In-cell single-molecule FRET measurement of cytosolic RAF proteins to investigate the structural states and kinetics among them

Kenji Okamoto^*Yasushi Sako^*

• RIKEN, Saitama, Japan

The structure of a protein is closely linked to its function. Many proteins undergo conformational changes while working in living cells. Consequently, proteins in various structural states coexist in the native cellular environment. Understanding the structural heterogeneity of proteins in living cells is essential for understanding the kinetics of protein reactions. Single-molecule Förster resonance energy transfer (smFRET) is a powerful tool for probing the structure of biomolecules at the single-molecule level. Confocal smFRET measurements, which obtain the smFRET distribution of freely diffusing single molecules, have been successfully applied to cytosolic proteins in living cells. Previous studies on CRAF, a member of the RAF kinase family, revealed the coexistence of at least three conformational states and critical interactions with 14-3-3 proteins. In this study, we applied the method to, in addition to wild-type (WT) CRAF, to mutants at important sites, and to co-expression with other proteins related to RAF activation. The detailed analyses comparing those results suggest the presence of a fourth minor conformational state of CRAF in addition to the previously identified three major states.
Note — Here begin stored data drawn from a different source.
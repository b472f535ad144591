//! Selector configuration.
//!
//! The process-wide strategy is resolved from a [`SelectorConfig`]. Unless
//! one is installed explicitly before the first [`acquire`](crate::acquire),
//! it is read from the environment:
//!
//! - `POLLPROBE_PROVIDER`: `epoll` or `poll`, the default selector provider.
//! - `POLLPROBE_ONESHOT`: boolean, whether one-off selectors may use the
//!   cheaper `poll(2)` path.

use crate::cache::SelectorCache;
use crate::error::ConfigError;
use crate::strategy::Strategy;

use std::fmt;
use std::str::FromStr;

pub(crate) const PROVIDER_VAR: &str = "POLLPROBE_PROVIDER";
pub(crate) const ONESHOT_VAR: &str = "POLLPROBE_ONESHOT";

/// A selector provider: the mechanism default selectors are built on.
#[derive(Debug, Clone, Copy, PartialEq, Eq)]
pub enum Provider {
    Epoll,
    Poll,
}

impl Provider {
    /// The provider this platform uses when none is configured.
    pub fn platform_default() -> Self {
        if cfg!(any(target_os = "linux", target_os = "android")) {
            Provider::Epoll
        } else {
            Provider::Poll
        }
    }

    /// Whether this provider exists on the current platform.
    pub fn is_supported(self) -> bool {
        match self {
            Provider::Epoll => cfg!(any(target_os = "linux", target_os = "android")),
            Provider::Poll => true,
        }
    }

    /// Whether pollprobe warns about this provider being the default one.
    ///
    /// `poll` works, but gives one-off selectors no cheaper path.
    pub fn is_known_unsupported(self) -> bool {
        self == Provider::Poll
    }

    /// The provider's lowercase name, as accepted by `POLLPROBE_PROVIDER`.
    pub fn as_str(self) -> &'static str {
        match self {
            Provider::Epoll => "epoll",
            Provider::Poll => "poll",
        }
    }
}

impl fmt::Display for Provider {
    fn fmt(&self, f: &mut fmt::Formatter<'_>) -> fmt::Result {
        f.write_str(self.as_str())
    }
}

impl FromStr for Provider {
    type Err = ConfigError;

    fn from_str(s: &str) -> Result<Self, Self::Err> {
        match s.trim().to_ascii_lowercase().as_str() {
            "epoll" => Ok(Provider::Epoll),
            "poll" => Ok(Provider::Poll),
            _ => Err(ConfigError::UnknownProvider(s.to_string())),
        }
    }
}

/// Builder for the process-wide selector strategy.
///
/// # Examples
///
/// ```rust,ignore
/// SelectorConfig::new()
///     .provider(Provider::Epoll)
///     .oneshot(false)
///     .install()?;
/// ```
#[derive(Debug, Clone, PartialEq, Eq)]
pub struct SelectorConfig {
    /// Default provider. `None` means the platform default.
    provider: Option<Provider>,

    /// Whether the one-off `poll(2)` path may be probed.
    oneshot: bool,
}

impl SelectorConfig {
    /// Creates a configuration with the platform default provider and the
    /// one-off path enabled.
    pub fn new() -> Self {
        Self {
            provider: None,
            oneshot: true,
        }
    }

    /// Reads the configuration from the environment.
    ///
    /// Invalid values are logged and ignored.
    pub fn from_env() -> Self {
        Self::from_lookup(|key| std::env::var(key).ok())
    }

    pub(crate) fn from_lookup(lookup: impl Fn(&str) -> Option<String>) -> Self {
        let mut config = Self::new();

        if let Some(value) = lookup(PROVIDER_VAR) {
            match value.parse() {
                Ok(provider) => config.provider = Some(provider),
                Err(e) => log::warn!("Ignoring {PROVIDER_VAR}: {e}"),
            }
        }

        if let Some(value) = lookup(ONESHOT_VAR) {
            match parse_flag(ONESHOT_VAR, &value) {
                Ok(flag) => config.oneshot = flag,
                Err(e) => log::warn!("Ignoring {ONESHOT_VAR}: {e}"),
            }
        }

        config
    }

    /// Sets the default selector provider.
    pub fn provider(mut self, provider: Provider) -> Self {
        self.provider = Some(provider);
        self
    }

    /// Enables or disables the one-off `poll(2)` path.
    pub fn oneshot(mut self, enabled: bool) -> Self {
        self.oneshot = enabled;
        self
    }

    pub(crate) fn configured_provider(&self) -> Option<Provider> {
        self.provider
    }

    pub(crate) fn oneshot_enabled(&self) -> bool {
        self.oneshot
    }

    /// Resolves the process-wide strategy from this configuration.
    ///
    /// # Errors
    ///
    /// Returns [`ConfigError::AlreadyResolved`] if a selector was already
    /// acquired, or a configuration installed, in this process.
    pub fn install(self) -> Result<(), ConfigError> {
        let mut config = Some(self);

        SelectorCache::global_with(|| {
            let config = config.take().unwrap_or_default();
            SelectorCache::new(Strategy::resolve(&config))
        });

        match config {
            None => Ok(()),
            Some(_) => Err(ConfigError::AlreadyResolved),
        }
    }
}

impl Default for SelectorConfig {
    fn default() -> Self {
        Self::new()
    }
}

fn parse_flag(key: &'static str, value: &str) -> Result<bool, ConfigError> {
    match value.trim().to_ascii_lowercase().as_str() {
        "1" | "true" | "on" | "yes" => Ok(true),
        "0" | "false" | "off" | "no" => Ok(false),
        _ => Err(ConfigError::InvalidFlag {
            key,
            value: value.to_string(),
        }),
    }
}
This fourth state may be related to RAF dimers. Supported by a newly introduced burst intensity analysis, we also found that the three major components can be classified into two groups: two interconvertible components and one independent component. Furthermore, in-cell smFRET measurement of wild-type BRAF, another RAF family member, revealed that its structural distribution consists primarily of a single species, which seemingly corresponds to the lowest FRET component among the three structural states of WT-CRAF. This finding suggests that BRAF has a fundamentally different structural and regulatory mechanism than CRAF.